2.      Sont irrecevables des conclusions aux fins d’annulation qui ne permettent pas d’identifier l’acte faisant grief dont le requérant poursuit l’annulation. En effet, de telles conclusions ne satisfont pas aux conditions énoncées à l’article 35, paragraphe 1, sous d), du règlement de procédure du Tribunal de la fonction publique et qui veulent que la requête introductive d’instance contienne l’objet du litige et les conclusions du requérant. Lorsqu’un requérant demande l’annulation de tous les actes connexes, consécutifs et préalables à une décision de promotion, l’absence d’identification claire et précise des actes contestés ne permet pas de regarder les conclusions susmentionnées comme satisfaisant aux dispositions de l’article 35, paragraphe 1, sous d), du règlement de procédure. Par suite, de telles conclusions doivent être rejetées comme irrecevables.

(voir points 148 et 149)

Référence à :

Tribunal de première instance : 24 mars 1993, Benzler/Commission, T‑72/92, points 16, 18 et 19

Tribunal de la fonction publique : 26 juin 2008, Nijs/Cour des comptes, F‑1/08, point 46


3.      Dans le silence du règlement du personnel de la Banque européenne d’investissement, il convient, non pas de faire directement application des règles du statut des fonctionnaires, ce qui méconnaîtrait la nature spécifique du régime applicable aux membres du personnel de la Banque, mais de s’inspirer de ces règles et d’en faire une application par analogie, en relevant que les litiges purement internes entre la Banque et ses employés s’apparentent, par nature, aux litiges entre les institutions de l’Union et leurs fonctionnaires ou agents. En particulier, il y a lieu d’appliquer par analogie aux recours des membres du personnel de la Banque la règle résultant de l’article 91, paragraphe 1, du statut, selon laquelle le juge de l’Union ne dispose d’aucun titre de compétence si le recours dont il est saisi n’est pas dirigé contre un acte que l’administration aurait adopté pour rejeter les prétentions du requérant. En outre, lorsque la Banque est saisie par un membre du personnel d’une demande l’invitant à prendre à son égard une décision, il y a lieu de faire application par analogie des dispositions de l’article 90, paragraphe 1, du statut, et de juger que le défaut de réponse à cette demande dans un délai raisonnable de quatre mois fait naître une décision implicite de rejet susceptible de faire l’objet d’un recours devant le Tribunal de la fonction publique.

(voir points 153 à 155)

Référence à :

Tribunal de première instance : De Nicola/BEI, précité, points 100 et 101

Tribunal de la fonction publique : 30 novembre 2009, De Nicola/BEI, F‑55/08, point 239, faisant l’objet d’un pourvoi pendant devant le Tribunal de l’Union européenne, affaire T‑37/10 P


4.      Le respect des droits de la défense dans toute procédure ouverte à l’encontre d’une personne et susceptible d’aboutir à un acte faisant grief constitue un principe fondamental du droit de l’Union et doit être assuré même en l’absence d’une disposition expresse prévue à cette fin par la réglementation concernant la procédure en cause.
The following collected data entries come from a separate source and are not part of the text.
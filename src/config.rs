/*!
 * Configuration handling for ctxdump
 */

use std::path::PathBuf;
use std::time::Duration;

use clap::{Parser, ValueEnum};
use clap_complete::Shell;
use strum::{Display, EnumString};

use crate::ensure;
use crate::error::Result;
use crate::fetch::API_KEY_ENV;

/// Output format of the rendered stream
#[derive(Debug, Clone, Copy, PartialEq, Eq, Default, ValueEnum, Display, EnumString)]
#[strum(serialize_all = "lowercase")]
pub enum OutputFormat {
    /// `<file path='...'>` tags
    #[default]
    Xml,
    /// Fenced code blocks
    Md,
}

/// Command-line arguments for ctxdump
#[derive(Parser, Debug, Clone)]
#[clap(
    name = "dump",
    version = env!("CARGO_PKG_VERSION"),
    about = "Dump text files, web pages and tmux panes for LLM context",
    long_about = "Recursively dumps text files from the given directories, respecting .gitignore and custom ignore rules. \
                  Can also fetch web pages through the Exa API and capture tmux panes. \
                  With no source given, dumps the current directory.",
    after_help = "Environment variables:\n  EXA_API_KEY    required for URL fetching"
)]
pub struct Args {
    /// Directories to scan
    pub directories: Vec<PathBuf>,

    /// Directory to scan (can be repeated)
    #[clap(short = 'd', long = "dir")]
    pub dirs: Vec<PathBuf>,

    /// Glob pattern to include (can be repeated)
    #[clap(short = 'g', long = "glob")]
    pub globs: Vec<String>,

    /// File extension to include (can be repeated)
    #[clap(short = 'e', long = "ext")]
    pub extensions: Vec<String>,

    /// Gitignore-style pattern to exclude (can be repeated)
    #[clap(short = 'i', long = "ignore")]
    pub ignore: Vec<String>,

    /// Skip lines matching this regex
    #[clap(short = 'f', long = "filter")]
    pub filter: Option<String>,

    /// URL to fetch through the Exa API (can be repeated)
    #[clap(short = 'u', long = "url")]
    pub urls: Vec<String>,

    /// Always crawl fresh content instead of using the cache
    #[clap(long)]
    pub live: bool,

    /// Timeout in seconds for each URL fetch
    #[clap(long, default_value = "15")]
    pub timeout: u64,

    /// Output format
    #[clap(short = 'o', long = "out-fmt", value_enum, default_value_t = OutputFormat::Xml)]
    pub out_fmt: OutputFormat,

    /// Tag name used for files in XML output
    #[clap(long = "xml-tag", default_value = "file")]
    pub xml_tag: String,

    /// List file paths only
    #[clap(short = 'l', long = "list")]
    pub list: bool,

    /// Print a directory tree before each directory's files
    #[clap(short = 't', long = "tree")]
    pub tree: bool,

    /// tmux pane to capture: "current", "all", or a tmux target (can be repeated)
    #[clap(short = 'p', long = "pane")]
    pub panes: Vec<String>,

    /// Number of trailing lines to capture per pane (0 for full scrollback)
    #[clap(long = "pane-lines", default_value = "0")]
    pub pane_lines: usize,

    /// Number of threads used to read files
    #[clap(long, default_value = "4")]
    pub threads: usize,

    /// Print a summary table to stderr when done
    #[clap(long)]
    pub stats: bool,

    /// Copy output to the system clipboard
    #[clap(long)]
    pub clip: bool,

    /// Log progress to stderr
    #[clap(short = 'v', long)]
    pub verbose: bool,

    /// Generate shell completions
    #[clap(long = "generate", value_enum)]
    pub generate: Option<Shell>,
}

/// Immutable configuration for one invocation
#[derive(Clone, Debug)]
pub struct Config {
    /// Root directories, in submission order
    pub directories: Vec<PathBuf>,
    /// Inclusion globs
    pub globs: Vec<String>,
    /// Inclusion extensions
    pub extensions: Vec<String>,
    /// Extra gitignore-style patterns
    pub ignore_patterns: Vec<String>,
    /// Line exclusion regex
    pub line_filter: Option<String>,
    /// URLs to fetch
    pub urls: Vec<String>,
    pub live_crawl: bool,
    /// Per-request fetch timeout
    pub timeout: Duration,
    /// Exa API key, required only when URLs are fetched
    pub api_key: Option<String>,
    pub format: OutputFormat,
    /// XML tag for file items
    pub tag: String,
    pub list_only: bool,
    pub tree: bool,
    /// Pane selectors
    pub panes: Vec<String>,
    /// Trailing lines per pane, 0 for everything
    pub pane_lines: usize,
    /// Threads used to read file content
    pub num_threads: usize,
    pub stats: bool,
    pub clip: bool,
}

impl Default for Config {
    fn default() -> Self {
        Self {
            directories: Vec::new(),
            globs: Vec::new(),
            extensions: Vec::new(),
            ignore_patterns: Vec::new(),
            line_filter: None,
            urls: Vec::new(),
            live_crawl: false,
            timeout: Duration::from_secs(15),
            api_key: None,
            format: OutputFormat::Xml,
            tag: "file".to_string(),
            list_only: false,
            tree: false,
            panes: Vec::new(),
            pane_lines: 0,
            num_threads: 4,
            stats: false,
            clip: false,
        }
    }
}

impl Config {
    /// Create configuration from command-line arguments and the environment
    pub fn from_args(args: Args) -> Self {
        let mut directories = args.dirs;
        directories.extend(args.directories);

        Self {
            directories,
            globs: args.globs,
            extensions: args.extensions,
            ignore_patterns: args.ignore,
            line_filter: args.filter.filter(|f| !f.is_empty()),
            urls: args.urls,
            live_crawl: args.live,
            timeout: Duration::from_secs(args.timeout),
            api_key: std::env::var(API_KEY_ENV).ok().filter(|k| !k.is_empty()),
            format: args.out_fmt,
            tag: args.xml_tag,
            list_only: args.list,
            tree: args.tree,
            panes: args.panes,
            pane_lines: args.pane_lines,
            num_threads: args.threads,
            stats: args.stats,
            clip: args.clip,
        }
    }

    /// Whether no source at all was requested
    pub fn has_no_sources(&self) -> bool {
        self.directories.is_empty() && self.urls.is_empty() && self.panes.is_empty()
    }

    /// Whether panes are the only requested source
    pub fn panes_only(&self) -> bool {
        !self.panes.is_empty() && self.directories.is_empty() && self.urls.is_empty()
    }

    /// Validate the configuration
    pub fn validate(&self) -> Result<()> {
        ensure!(self.num_threads > 0, Config, "--threads must be at least 1");
        ensure!(!self.timeout.is_zero(), Config, "--timeout must be at least 1 second");
        ensure!(
            is_xml_name(&self.tag),
            Config,
            "invalid XML tag name {:?}",
            self.tag
        );
        Ok(())
    }
}

fn is_xml_name(tag: &str) -> bool {
    let mut chars = tag.chars();
    match chars.next() {
        Some(c) if c.is_alphabetic() || c == '_' => {}
        _ => return false,
    }
    chars.all(|c| c.is_alphanumeric() || matches!(c, '_' | '-' | '.' | ':'))
}

#[cfg(test)]
mod tests {
    use super::*;

    #[test]
    fn test_from_args_merges_directories() {
        let args = Args::parse_from(["dump", "-d", "src", "docs", "tests", "-g", "*.rs"]);
        let config = Config::from_args(args);

        assert_eq!(
            config.directories,
            vec![
                PathBuf::from("src"),
                PathBuf::from("docs"),
                PathBuf::from("tests")
            ]
        );
        assert_eq!(config.globs, vec!["*.rs".to_string()]);
        assert_eq!(config.format, OutputFormat::Xml);
        assert_eq!(config.tag, "file");
        assert_eq!(config.timeout, Duration::from_secs(15));
    }

    #[test]
    fn test_markdown_and_panes() {
        let args = Args::parse_from([
            "dump", "-o", "md", "-p", "current", "-p", "all", "--pane-lines", "200",
        ]);
        let config = Config::from_args(args);

        assert_eq!(config.format, OutputFormat::Md);
        assert_eq!(config.panes, vec!["current", "all"]);
        assert_eq!(config.pane_lines, 200);
        assert!(config.panes_only());
    }

    #[test]
    fn test_empty_filter_is_none() {
        let config = Config::from_args(Args::parse_from(["dump", "-f", ""]));
        assert!(config.line_filter.is_none());
        assert!(config.has_no_sources());
    }

    #[test]
    fn test_validate() {
        assert!(Config::default().validate().is_ok());

        let bad_tag = Config {
            tag: "1file".to_string(),
            ..Config::default()
        };
        assert!(bad_tag.validate().is_err());

        let no_threads = Config {
            num_threads: 0,
            ..Config::default()
        };
        assert!(no_threads.validate().is_err());
    }

    #[test]
    fn test_format_display() {
        assert_eq!(OutputFormat::Md.to_string(), "md");
        assert_eq!("xml".parse::<OutputFormat>().unwrap(), OutputFormat::Xml);
    }
}
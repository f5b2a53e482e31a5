/*!
 * Inclusion, exclusion and line filters applied while collecting files
 *
 * All three filters are compiled once per invocation (the ignore set once
 * per root) and are read-only afterwards, so they can be shared between
 * scanning threads behind an `Arc`.
 */

mod ignore_set;
mod line;
mod pattern;

pub use ignore_set::{IgnoreSet, IGNORE_FILE, VCS_DIR};
pub use line::LineFilter;
pub use pattern::{compile_globs, file_extension, normalize_extension, PatternFilter};
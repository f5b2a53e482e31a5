/*!
 * Command-line interface for ctxdump
 */

use std::io::{self, BufWriter, Write};
use std::process::ExitCode;

use clap::{CommandFactory, Parser};
use clap_complete::generate;
use rayon::ThreadPoolBuilder;
use tracing::{debug, warn};
use tracing_subscriber::EnvFilter;

use ctxdump::clipboard;
use ctxdump::config::{Args, Config};
use ctxdump::report::Reporter;
use ctxdump::{Collector, Result};

fn main() -> ExitCode {
    let args = Args::parse();

    if let Some(shell) = args.generate {
        let mut cmd = Args::command();
        generate(shell, &mut cmd, "dump", &mut io::stdout());
        return ExitCode::SUCCESS;
    }

    init_tracing(args.verbose);

    match run(Config::from_args(args)) {
        Ok(()) => ExitCode::SUCCESS,
        Err(e) => {
            eprintln!("error: {}", e);
            ExitCode::FAILURE
        }
    }
}

/// Logs go to stderr; `RUST_LOG` wins over `-v`
fn init_tracing(verbose: bool) {
    let default = if verbose { "ctxdump=debug" } else { "warn" };
    let filter = EnvFilter::try_from_default_env().unwrap_or_else(|_| EnvFilter::new(default));

    tracing_subscriber::fmt()
        .with_env_filter(filter)
        .with_writer(io::stderr)
        .with_target(false)
        .without_time()
        .init();
}

fn run(config: Config) -> Result<()> {
    if let Err(e) = ThreadPoolBuilder::new()
        .num_threads(config.num_threads)
        .build_global()
    {
        warn!(error = %e, "failed to set thread pool size");
    }

    let stats = config.stats;
    let clip = config.clip;
    let collector = Collector::new(config)?;
    debug!(roots = collector.roots().len(), "starting collection");

    let report = if clip {
        let mut buffer = Vec::new();
        let report = collector.run(&mut buffer)?;
        let mut stdout = io::stdout().lock();
        stdout.write_all(&buffer)?;
        stdout.flush()?;

        match String::from_utf8(buffer) {
            Ok(text) => match clipboard::copy_to_clipboard(&text) {
                Ok(()) => eprintln!("Copied {} bytes to clipboard", text.len()),
                Err(e) => warn!(error = %e, "failed to copy output to clipboard"),
            },
            Err(e) => warn!(error = %e, "output is not valid UTF-8, not copying"),
        }
        report
    } else {
        let mut out = BufWriter::new(io::stdout().lock());
        collector.run(&mut out)?
    };

    if stats {
        Reporter.print_report(&report);
    }
    Ok(())
}
/*!
 * ctxdump - Dump directories, web pages and tmux panes for LLM context
 *
 * Text files under one or more roots, pages fetched through the Exa contents
 * API and captured tmux panes are rendered into a single XML or Markdown
 * stream meant to be pasted into a language model prompt.
 */

pub mod classify;
pub mod clipboard;
pub mod collector;
pub mod config;
pub mod error;
pub mod fetch;
pub mod filter;
pub mod pool;
pub mod report;
pub mod scanner;
pub mod tmux;
pub mod tree;
pub mod types;
pub mod utils;
pub mod writer;


pub use collector::Collector;
pub use config::{Args, Config, OutputFormat};
pub use error::{DumpError, Result};
pub use report::{Reporter, RunReport};
pub use scanner::Scanner;
pub use types::{CollectionResult, Item, PaneItem, PaneMeta};
pub use writer::Renderer;

/// Version of the library
pub const VERSION: &str = env!("CARGO_PKG_VERSION");
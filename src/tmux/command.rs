//! Invocation of the tmux command-line interface

use std::env;
use std::process::Command;

use tracing::debug;

use super::error::{PaneError, PaneResult};
use crate::utils::command_exists;

/// Control interface of a terminal multiplexer.
///
/// `run` executes one control command and returns its standard output.
pub trait Multiplexer: Send + Sync {
    /// Name of the control binary, used in diagnostics
    fn name(&self) -> &str;

    /// Whether the control binary can be invoked at all
    fn is_available(&self) -> bool;

    fn run(&self, args: &[&str]) -> PaneResult<String>;

    /// Pane the tool was invoked from, when the environment says so
    fn invoking_pane(&self) -> Option<String> {
        None
    }
}

/// `tmux` driven through its command line
#[derive(Debug, Clone)]
pub struct TmuxCli {
    binary: String,
    invoking_pane: Option<String>,
}

impl TmuxCli {
    /// Use the `tmux` binary from `PATH` and the invoking pane from `TMUX_PANE`
    pub fn from_env() -> Self {
        Self {
            binary: "tmux".to_string(),
            invoking_pane: env::var("TMUX_PANE").ok().filter(|p| !p.is_empty()),
        }
    }

    pub fn with_binary(mut self, binary: impl Into<String>) -> Self {
        self.binary = binary.into();
        self
    }
}

impl Multiplexer for TmuxCli {
    fn name(&self) -> &str {
        &self.binary
    }

    fn is_available(&self) -> bool {
        command_exists(&self.binary)
    }

    fn run(&self, args: &[&str]) -> PaneResult<String> {
        let command = format!("{} {}", self.binary, args.join(" "));
        debug!(%command, "running");

        let output = Command::new(&self.binary)
            .args(args)
            .output()
            .map_err(|source| PaneError::Spawn {
                command: command.clone(),
                source,
            })?;

        if !output.status.success() {
            return Err(PaneError::CommandFailed {
                command,
                stderr: String::from_utf8_lossy(&output.stderr).trim().to_string(),
            });
        }

        Ok(String::from_utf8_lossy(&output.stdout).into_owned())
    }

    fn invoking_pane(&self) -> Option<String> {
        self.invoking_pane.clone()
    }
}
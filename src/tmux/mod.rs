/*!
 * Terminal pane capture through tmux
 *
 * Selectors are resolved to pane ids up front; capture then runs on a small
 * worker pool where each failing pane is reported and skipped.
 */

mod command;
mod error;

pub use command::{Multiplexer, TmuxCli};
pub use error::{PaneError, PaneResult};

use std::collections::HashSet;
use std::str::FromStr;
use std::sync::Arc;

use once_cell::sync::Lazy;
use regex::Regex;
use tracing::{debug, warn};

use crate::filter::LineFilter;
use crate::pool::{PoolHandle, WorkerPool};
use crate::types::{PaneItem, PaneMeta};

/// Upper bound on concurrent capture workers
pub const POOL_CAP: usize = 6;

static PANE_ID: Lazy<Regex> = Lazy::new(|| Regex::new(r"^%\d+$").expect("valid pane id regex"));

const META_FORMAT: &str = "#{session_name}\t#{window_index}\t#{pane_index}";

/// Which panes a selector refers to
#[derive(Debug, Clone, PartialEq, Eq)]
pub enum PaneSelector {
    /// The pane the tool was invoked from
    Current,
    /// Every pane in the current window
    All,
    /// Any tmux target string, passed through untouched
    Target(String),
}

impl FromStr for PaneSelector {
    type Err = std::convert::Infallible;

    fn from_str(s: &str) -> Result<Self, Self::Err> {
        Ok(match s {
            "current" => Self::Current,
            "all" => Self::All,
            other => Self::Target(other.to_string()),
        })
    }
}

fn pane_ids(output: &str) -> Vec<String> {
    output
        .lines()
        .map(str::trim)
        .filter(|line| PANE_ID.is_match(line))
        .map(str::to_string)
        .collect()
}

fn resolve_one(mux: &dyn Multiplexer, selector: &PaneSelector) -> PaneResult<Vec<String>> {
    let output = match selector {
        PaneSelector::Current => match mux.invoking_pane() {
            Some(pane) => pane,
            None => mux.run(&["display-message", "-p", "#{pane_id}"])?,
        },
        PaneSelector::All => mux.run(&["list-panes", "-F", "#{pane_id}"])?,
        PaneSelector::Target(target) => {
            mux.run(&["display-message", "-p", "-t", target, "#{pane_id}"])?
        }
    };
    Ok(pane_ids(&output))
}

/// Resolve selectors to unique pane ids in first-seen order.
///
/// Fails as a whole only when the multiplexer is missing; selectors that
/// cannot be resolved are returned as errors next to the ids.
pub fn resolve_selectors(
    mux: &dyn Multiplexer,
    selectors: &[String],
) -> PaneResult<(Vec<String>, Vec<PaneError>)> {
    if !mux.is_available() {
        return Err(PaneError::ToolNotFound(mux.name().to_string()));
    }

    let mut seen = HashSet::new();
    let mut ids = Vec::new();
    let mut errors = Vec::new();

    for raw in selectors {
        let selector = match raw.parse::<PaneSelector>() {
            Ok(selector) => selector,
            Err(never) => match never {},
        };
        match resolve_one(mux, &selector) {
            Ok(found) if found.is_empty() => errors.push(PaneError::NoPane(raw.clone())),
            Ok(found) => {
                for id in found {
                    if seen.insert(id.clone()) {
                        ids.push(id);
                    }
                }
            }
            Err(err) => errors.push(err),
        }
    }

    debug!(panes = ids.len(), failed = errors.len(), "resolved pane selectors");
    Ok((ids, errors))
}

/// Session, window and pane index of a pane, in one query
pub fn pane_meta(mux: &dyn Multiplexer, id: &str) -> PaneResult<PaneMeta> {
    let output = mux.run(&["display-message", "-p", "-t", id, META_FORMAT])?;
    let line = output.trim_end_matches(['\r', '\n']);
    let fields: Vec<&str> = line.split('\t').collect();

    match fields.as_slice() {
        [session, window, pane] => Ok(PaneMeta {
            id: id.to_string(),
            session: session.to_string(),
            window: window.to_string(),
            pane: pane.to_string(),
        }),
        _ => Err(PaneError::MalformedMetadata {
            pane: id.to_string(),
            output: line.to_string(),
        }),
    }
}

/// Drop trailing blank lines, keep the last `max_lines` lines (all when 0)
/// and end with exactly one newline.
///
/// Trailing spaces inside the last content line are kept.
pub fn normalize_capture(raw: &str, max_lines: usize) -> String {
    let mut lines: Vec<&str> = raw.lines().collect();
    while lines.last().is_some_and(|line| line.trim().is_empty()) {
        lines.pop();
    }
    let start = if max_lines == 0 {
        0
    } else {
        lines.len().saturating_sub(max_lines)
    };

    let mut text = lines[start..].join("\n");
    text.push('\n');
    text
}

/// Capture the text of one pane
pub fn capture_text(mux: &dyn Multiplexer, id: &str, max_lines: usize) -> PaneResult<String> {
    let start = if max_lines == 0 {
        "-".to_string()
    } else {
        format!("-{}", max_lines)
    };
    let raw = mux.run(&["capture-pane", "-p", "-J", "-t", id, "-S", &start])?;
    Ok(normalize_capture(&raw, max_lines))
}

/// Capture one pane with its metadata, applying the line filter
pub fn capture_pane(
    mux: &dyn Multiplexer,
    id: &str,
    max_lines: usize,
    filter: &LineFilter,
) -> PaneResult<PaneItem> {
    let meta = pane_meta(mux, id)?;
    let text = capture_text(mux, id, max_lines)?;
    Ok(PaneItem {
        meta,
        content: filter.apply_str(&text),
    })
}

/// Capture every pane on a pool of `min(POOL_CAP, ids.len())` workers.
///
/// A pane that fails is reported and skipped.
pub fn capture_all(
    mux: Arc<dyn Multiplexer>,
    ids: Vec<String>,
    max_lines: usize,
    filter: Arc<LineFilter>,
) -> PoolHandle<PaneItem> {
    let pool = WorkerPool::new("pane", POOL_CAP.min(ids.len()));
    pool.run(ids, move |_, id| {
        match capture_pane(mux.as_ref(), &id, max_lines, &filter) {
            Ok(item) => Some(item),
            Err(err) => {
                warn!(pane = %id, error = %err, "failed to capture pane");
                None
            }
        }
    })
}
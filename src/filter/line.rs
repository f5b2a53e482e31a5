//! Regex-based line suppression

use std::fs::File;
use std::io::{self, BufRead, BufReader, Read};
use std::path::Path;

use regex::Regex;

use crate::error::Result;

/// Drops every line matching an optional regex.
///
/// Without a regex content is passed through verbatim, keeping the original
/// line endings. With a regex the content is rebuilt line by line and every
/// kept line is terminated by `\n`.
#[derive(Debug, Clone, Default)]
pub struct LineFilter {
    regex: Option<Regex>,
}

impl LineFilter {
    /// Compile a filter; `None` or an empty pattern disables filtering
    pub fn new(pattern: Option<&str>) -> Result<Self> {
        let regex = match pattern {
            Some(p) if !p.is_empty() => Some(Regex::new(p)?),
            _ => None,
        };
        Ok(Self { regex })
    }

    pub fn is_active(&self) -> bool {
        self.regex.is_some()
    }

    /// Read a file through the filter
    pub fn read_file(&self, path: &Path) -> io::Result<String> {
        let file = File::open(path)?;
        self.apply(BufReader::new(file))
    }

    /// Read all of `reader` through the filter.
    ///
    /// Lines are read without a length cap, so very long lines are kept
    /// whole. Invalid UTF-8 past the classified prefix is replaced with
    /// U+FFFD.
    pub fn apply<R: BufRead>(&self, mut reader: R) -> io::Result<String> {
        let regex = match &self.regex {
            Some(regex) => regex,
            None => {
                let mut raw = Vec::new();
                reader.read_to_end(&mut raw)?;
                return Ok(into_string(raw));
            }
        };

        let mut content = String::new();
        let mut raw = Vec::new();
        loop {
            raw.clear();
            if reader.read_until(b'\n', &mut raw)? == 0 {
                break;
            }
            let line = String::from_utf8_lossy(strip_line_ending(&raw));
            if regex.is_match(&line) {
                continue;
            }
            content.push_str(&line);
            content.push('\n');
        }
        Ok(content)
    }

    /// Filter text that is already in memory
    pub fn apply_str(&self, text: &str) -> String {
        match &self.regex {
            None => text.to_string(),
            Some(regex) => {
                let mut content = String::with_capacity(text.len());
                for line in text.lines() {
                    if !regex.is_match(line) {
                        content.push_str(line);
                        content.push('\n');
                    }
                }
                content
            }
        }
    }
}

fn strip_line_ending(line: &[u8]) -> &[u8] {
    let line = line.strip_suffix(b"\n").unwrap_or(line);
    line.strip_suffix(b"\r").unwrap_or(line)
}

fn into_string(raw: Vec<u8>) -> String {
    match String::from_utf8(raw) {
        Ok(text) => text,
        Err(err) => String::from_utf8_lossy(err.as_bytes()).into_owned(),
    }
}

#[cfg(test)]
mod tests {
    use super::*;
    use std::io::Cursor;

    #[test]
    fn test_drops_matching_lines() {
        let filter = LineFilter::new(Some("DROPME")).unwrap();
        let out = filter.apply(Cursor::new("keep\nDROPME\nkeep2\n")).unwrap();
        assert_eq!(out, "keep\nkeep2\n");
    }

    #[test]
    fn test_no_filter_is_verbatim() {
        let filter = LineFilter::new(None).unwrap();
        let input = "a\r\nb\r\nno trailing newline";
        assert_eq!(filter.apply(Cursor::new(input)).unwrap(), input);
    }

    #[test]
    fn test_empty_pattern_disables_filter() {
        let filter = LineFilter::new(Some("")).unwrap();
        assert!(!filter.is_active());
    }

    #[test]
    fn test_filtered_output_normalizes_line_endings() {
        let filter = LineFilter::new(Some("secret")).unwrap();
        let out = filter
            .apply(Cursor::new("Line 1\r\nLine 2 with secret\r\nLine 3"))
            .unwrap();
        assert_eq!(out, "Line 1\nLine 3\n");
    }

    #[test]
    fn test_very_long_line_is_kept_whole() {
        let filter = LineFilter::new(Some("^drop$")).unwrap();
        let long = "x".repeat(11 * 1024 * 1024);
        let input = format!("{}\ndrop\nend\n", long);
        let out = filter.apply(Cursor::new(input)).unwrap();
        assert_eq!(out.len(), long.len() + "\nend\n".len());
        assert!(out.ends_with("\nend\n"));
    }

    #[test]
    fn test_apply_str() {
        let filter = LineFilter::new(Some(r"^\$ ")).unwrap();
        assert_eq!(filter.apply_str("$ ls\nsrc\n$ pwd\n/tmp\n"), "src\n/tmp\n");
        assert_eq!(LineFilter::default().apply_str("as is"), "as is");
    }

    #[test]
    fn test_invalid_regex() {
        assert!(LineFilter::new(Some("(unclosed")).is_err());
    }
}
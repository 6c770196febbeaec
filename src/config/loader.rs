use crate::config::config::AppConfig;
use figment::{
    Figment,
    providers::{Env, Format, Serialized, Toml},
};
use std::path::PathBuf;

/// 配置加载器
pub struct ConfigLoader;

impl ConfigLoader {
    /// 从默认路径加载配置
    ///
    /// 合并顺序：
    /// 1. 开发环境默认值
    /// 2. ./config.toml
    /// 3. SURVEYFLOW_ 前缀环境变量
    pub fn load() -> Result<AppConfig, figment::Error> {
        let figment = Figment::from(Serialized::defaults(AppConfig::development()))
            .merge(Toml::file("config.toml"))
            .merge(Env::prefixed("SURVEYFLOW_").split("_"));

        figment.extract()
    }

    /// 从指定路径加载配置
    pub fn load_from(path: PathBuf) -> Result<AppConfig, figment::Error> {
        let figment = Figment::from(Serialized::defaults(AppConfig::development()))
            .merge(Toml::file(path))
            .merge(Env::prefixed("SURVEYFLOW_").split("_"));

        figment.extract()
    }

    /// 验证配置
    pub fn validate(config: &AppConfig) -> Result<(), ConfigValidationError> {
        if config.server.port == 0 {
            return Err(ConfigValidationError::InvalidPort);
        }

        if config.session.idle_ttl_secs <= 0 {
            return Err(ConfigValidationError::InvalidSessionTtl);
        }

        if config.marker.ttl_days <= 0 {
            return Err(ConfigValidationError::InvalidMarkerTtl);
        }

        Ok(())
    }
}

/// 配置验证错误
#[derive(thiserror::Error, Debug)]
pub enum ConfigValidationError {
    #[error("服务端口无效，必须大于 0")]
    InvalidPort,

    #[error("会话空闲过期时间无效，必须大于 0")]
    InvalidSessionTtl,

    #[error("完成标记有效期无效，必须大于 0")]
    InvalidMarkerTtl,
}

/// 获取默认配置文件路径
pub fn default_config_path() -> PathBuf {
    PathBuf::from("config.toml")
}

/// 检查配置文件是否存在
pub fn config_exists() -> bool {
    default_config_path().exists()
}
Ce principe, qui répond aux exigences d’une bonne administration, impose qu’avant l’adoption définitive d’un rapport d’appréciation le membre du personnel se soit vu offrir la possibilité d’être utilement entendu par son supérieur hiérarchique. Lorsque l’entretien d’évaluation d’un membre du personnel de la Banque européenne d’investissement avec ses supérieurs hiérarchiques n’est pas, parce qu’il présente un caractère purement formel et ne porte que sur une partie des questions devant faire l’objet d’un tel échange, conduit de manière régulière, ne permettant pas à l’intéressé de faire valoir utilement ses observations, le principe du respect des droits de la défense ainsi que les règles relatives à la procédure d’évaluation sont méconnus. Certes, pour qu’une violation du principe du respect des droits de la défense entraîne l’annulation d’un acte, il faut que, en l’absence de cette irrégularité, la procédure ait pu aboutir à un résultat différent. Mais, dès lors qu’il n’est pas exclu que, si le membre du personnel avait été mis à même de faire valoir utilement ses observations et si l’entretien d’évaluation avait été conduit régulièrement, son rapport d’appréciation ait été différent, ladite violation doit entraîner l’annulation de cet acte.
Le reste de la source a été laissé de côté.